The two gentlemen said they had never met until a few months ago while the Phillips family was working out the details of visiting the Conrail Site.
Walking through the foundation and learning of the archaeological findings and history from Baird, Viggiani said it was great to bring the family back to the Greater Pittston area. He said once everyone moved out of the area, the family dispersed.
Stephen could not help but appreciate the way a homestead was made in the area.
“It’s beautiful, but it’s costly,” he said. “There are four tough seasons in this part of the country. What makes summer so beautiful is a winter so difficult, but there’s also bugs. When you try to imagine digging out a basement, cutting the trees and trying to farm this land along with flooding and Indians — it all gives you an appreciation of what it took for people to settle in this area.”

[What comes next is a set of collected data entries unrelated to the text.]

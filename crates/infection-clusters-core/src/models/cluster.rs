//! Cluster models for both detection strategies.

use std::collections::BTreeMap;

use chrono::NaiveDate;
use serde::{Deserialize, Serialize};

/// Patients believed to share a transmission chain for one infection.
#[derive(Debug, Clone, Serialize, Deserialize, PartialEq, Eq)]
pub struct Cluster {
    /// Infection label
    pub infection: String,
    /// Member patient IDs, deduplicated and sorted ascending (at least two)
    pub patients: Vec<String>,
    /// Earliest member collection date at last extension
    pub start_date: NaiveDate,
    /// Latest member collection date at last extension
    pub end_date: NaiveDate,
}

impl Cluster {
    /// Number of member patients.
    pub fn size(&self) -> usize {
        self.patients.len()
    }

    /// Whether `patient_id` is a member.
    pub fn contains(&self, patient_id: &str) -> bool {
        self.patients
            .binary_search_by(|p| p.as_str().cmp(patient_id))
            .is_ok()
    }
}

/// Clusters keyed by infection. Every infection with positive tests is present,
/// possibly with an empty list.
pub type ClusterMap = BTreeMap<String, Vec<Cluster>>;

/// Location-level aggregate produced by the relational strategy.
#[derive(Debug, Clone, Serialize, Deserialize, PartialEq)]
pub struct LocationClusterSummary {
    /// Ward or unit name (exactly one row per location)
    pub location: String,
    /// Distinct patients taking part in at least one linked contact
    pub cluster_size: u32,
    /// Earliest infection date among linked contacts
    pub cluster_start: NaiveDate,
    /// Latest infection date among linked contacts
    pub cluster_end: NaiveDate,
    /// `cluster_end - cluster_start + 1`
    pub cluster_duration_days: i64,
    /// Mean day-gap between paired infections, one decimal
    pub avg_days_between_infections: f64,
}

/// Parameters for the location-level strategy.
#[derive(Debug, Clone, Serialize, Deserialize, PartialEq, Eq)]
pub struct LocationClusterQuery {
    /// Target infection
    pub infection: String,
    /// Maximum day-gap between two infection dates
    pub contact_window_days: i64,
    /// Minimum distinct patients per reported location
    pub min_cluster_size: u32,
}

impl LocationClusterQuery {
    /// Query with the default 14-day window and minimum size of two.
    pub fn new(infection: impl Into<String>) -> Self {
        Self {
            infection: infection.into(),
            contact_window_days: 14,
            min_cluster_size: 2,
        }
    }
}

/// Round to one decimal place, half away from zero.
pub fn round_one_decimal(value: f64) -> f64 {
    (value * 10.0).round() / 10.0
}
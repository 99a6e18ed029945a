//! Microbiology test database operations.

use chrono::NaiveDateTime;
use rusqlite::{params, Connection, OptionalExtension, Row};

use super::{Database, DbError, DbResult};
use crate::models::{TestRecord, TestResult};

impl Database {
    /// Insert a single test.
    pub fn insert_test(&self, test: &TestRecord) -> DbResult<()> {
        insert_tests(&self.conn, std::slice::from_ref(test))
    }

    /// Get a test by ID.
    pub fn get_test(&self, test_id: &str) -> DbResult<Option<TestRecord>> {
        self.conn
            .query_row(
                r#"
                SELECT test_id, patient_id, infection, collection_date, result
                FROM microbiology
                WHERE test_id = ?
                "#,
                [test_id],
                test_row,
            )
            .optional()?
            .map(TryInto::try_into)
            .transpose()
    }

    /// List all tests in collection order.
    pub fn list_tests(&self) -> DbResult<Vec<TestRecord>> {
        let mut stmt = self.conn.prepare(
            r#"
            SELECT test_id, patient_id, infection, collection_date, result
            FROM microbiology
            ORDER BY collection_date, test_id
            "#,
        )?;

        let rows = stmt.query_map([], test_row)?;

        let mut tests = Vec::new();
        for row in rows {
            tests.push(row?.try_into()?);
        }
        Ok(tests)
    }

    /// Positive tests, optionally for one infection, in collection order.
    ///
    /// The ordering is the pair-enumeration order of the cluster assembler, so
    /// it must stay stable across calls on unchanged data.
    pub fn positive_tests(&self, infection: Option<&str>) -> DbResult<Vec<TestRecord>> {
        let mut stmt = self.conn.prepare(
            r#"
            SELECT test_id, patient_id, infection, collection_date, result
            FROM microbiology
            WHERE result = 'positive'
            AND (?1 IS NULL OR infection = ?1)
            ORDER BY collection_date, test_id
            "#,
        )?;

        let rows = stmt.query_map([infection], test_row)?;

        let mut tests = Vec::new();
        for row in rows {
            tests.push(row?.try_into()?);
        }
        Ok(tests)
    }
}

/// Insert tests through a cached statement (used per import batch).
pub(crate) fn insert_tests(conn: &Connection, tests: &[TestRecord]) -> DbResult<()> {
    let mut stmt = conn.prepare_cached(
        r#"
        INSERT INTO microbiology (test_id, patient_id, collection_date, infection, result)
        VALUES (?1, ?2, ?3, ?4, ?5)
        "#,
    )?;

    for test in tests {
        stmt.execute(params![
            test.test_id,
            test.patient_id,
            test.collection_date,
            test.infection,
            test.result.as_str(),
        ])?;
    }
    Ok(())
}

/// Intermediate row struct for database mapping.
struct TestRow {
    test_id: String,
    patient_id: String,
    infection: String,
    collection_date: NaiveDateTime,
    result: String,
}

fn test_row(row: &Row<'_>) -> rusqlite::Result<TestRow> {
    Ok(TestRow {
        test_id: row.get(0)?,
        patient_id: row.get(1)?,
        infection: row.get(2)?,
        collection_date: row.get(3)?,
        result: row.get(4)?,
    })
}

impl TryFrom<TestRow> for TestRecord {
    type Error = DbError;

    fn try_from(row: TestRow) -> Result<Self, Self::Error> {
        let result: TestResult = row.result.parse().map_err(DbError::Constraint)?;

        Ok(TestRecord {
            test_id: row.test_id,
            patient_id: row.patient_id,
            infection: row.infection,
            collection_date: row.collection_date,
            result,
        })
    }
}
//! In-memory form of the location-level cluster query.
//!
//! Mirrors `Database::location_clusters` for stores that are not backed by
//! SQLite, so both stores answer the same question the same way.

use std::collections::{BTreeMap, BTreeSet};

use chrono::{NaiveDate, NaiveDateTime};

use crate::models::{
    intervals_overlap, round_one_decimal, LocationClusterQuery, LocationClusterSummary,
    StayRecord, TestRecord,
};

/// A positive test taken during one of the patient's stays.
struct StayCase<'a> {
    patient_id: &'a str,
    infection_date: NaiveDate,
    ward_in: NaiveDateTime,
    ward_out: NaiveDateTime,
}

#[derive(Default)]
struct LocationAccumulator<'a> {
    patients: BTreeSet<&'a str>,
    start: Option<NaiveDate>,
    end: Option<NaiveDate>,
    gap_total: i64,
    contacts: u64,
}

impl<'a> LocationAccumulator<'a> {
    fn add_contact(&mut self, a: &StayCase<'a>, b: &StayCase<'a>, gap: i64) {
        self.patients.insert(a.patient_id);
        self.patients.insert(b.patient_id);
        let lo = a.infection_date.min(b.infection_date);
        let hi = a.infection_date.max(b.infection_date);
        self.start = Some(self.start.map_or(lo, |s| s.min(lo)));
        self.end = Some(self.end.map_or(hi, |e| e.max(hi)));
        self.gap_total += gap;
        self.contacts += 1;
    }
}

/// Location summaries for one infection, ordered by size then most recent
/// start.
pub fn summarize_locations(
    tests: &[TestRecord],
    stays: &[StayRecord],
    query: &LocationClusterQuery,
) -> Vec<LocationClusterSummary> {
    let mut cases_by_location: BTreeMap<&str, Vec<StayCase<'_>>> = BTreeMap::new();

    for test in tests
        .iter()
        .filter(|t| t.is_positive() && t.infection == query.infection)
    {
        let day = test.collection_day();
        for stay in stays.iter().filter(|s| s.patient_id == test.patient_id) {
            if stay.start_time.date() <= day && day <= stay.end_time.date() {
                cases_by_location
                    .entry(stay.location.as_str())
                    .or_default()
                    .push(StayCase {
                        patient_id: &test.patient_id,
                        infection_date: day,
                        ward_in: stay.start_time,
                        ward_out: stay.end_time,
                    });
            }
        }
    }

    let mut summaries = Vec::new();
    for (location, cases) in &cases_by_location {
        let mut acc = LocationAccumulator::default();

        // Ordered pairs, matching the self-join
        for a in cases {
            for b in cases {
                if a.patient_id == b.patient_id {
                    continue;
                }
                if !intervals_overlap((a.ward_in, a.ward_out), (b.ward_in, b.ward_out)) {
                    continue;
                }
                let gap = (a.infection_date - b.infection_date).num_days().abs();
                if gap <= query.contact_window_days {
                    acc.add_contact(a, b, gap);
                }
            }
        }

        let size = acc.patients.len() as u32;
        let (Some(start), Some(end)) = (acc.start, acc.end) else {
            continue;
        };
        if size < query.min_cluster_size {
            continue;
        }

        summaries.push(LocationClusterSummary {
            location: location.to_string(),
            cluster_size: size,
            cluster_start: start,
            cluster_end: end,
            cluster_duration_days: (end - start).num_days() + 1,
            avg_days_between_infections: round_one_decimal(
                acc.gap_total as f64 / acc.contacts as f64,
            ),
        });
    }

    summaries.sort_by(|a, b| {
        b.cluster_size
            .cmp(&a.cluster_size)
            .then_with(|| b.cluster_start.cmp(&a.cluster_start))
            .then_with(|| a.location.cmp(&b.location))
    });
    summaries
}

Baird said the house that once stood on the Conrail Site was taken down sometime in the early 1900s after it was purchased by the Reading Blue Mountain & Northern Railroad Company to make way for a railroad.
The railroad company still owns the property to this day, but gives permission to the archaeological society to excavate the site.
“We think the railroad company tore it down and burned it,” Baird said. “A 1917 map showed there was supposed to be a railroad coming through here.”
Digging up the foundation, Baird said, was done by hand and the project is still ongoing.
As the railroad company still owns the property of the foundation, everything the archaeological society has uncovered is staying at Baird’s house for the time being but must first be offered to the railroad company. If not, Baird will try to find a local place to display the artifacts.
Baird went far and beyond to fill the John Phillips descendants with as much knowledge as possible about their ancestor, including that he owned 1,300 acres of land from the Susquehanna River to Old Forge and was a Revolutionary War solider.
Baird also provided a binder filled with photos, documents and articles about John Phillips and the history of the Conrail Site.
“I love doing research,” he said. “I love digging into paperwork and digging for things online, as well as digging in the dirt. I find stuff on local history in Moscow where I live and I do genealogy. It’s just fun for somebody who likes to research.”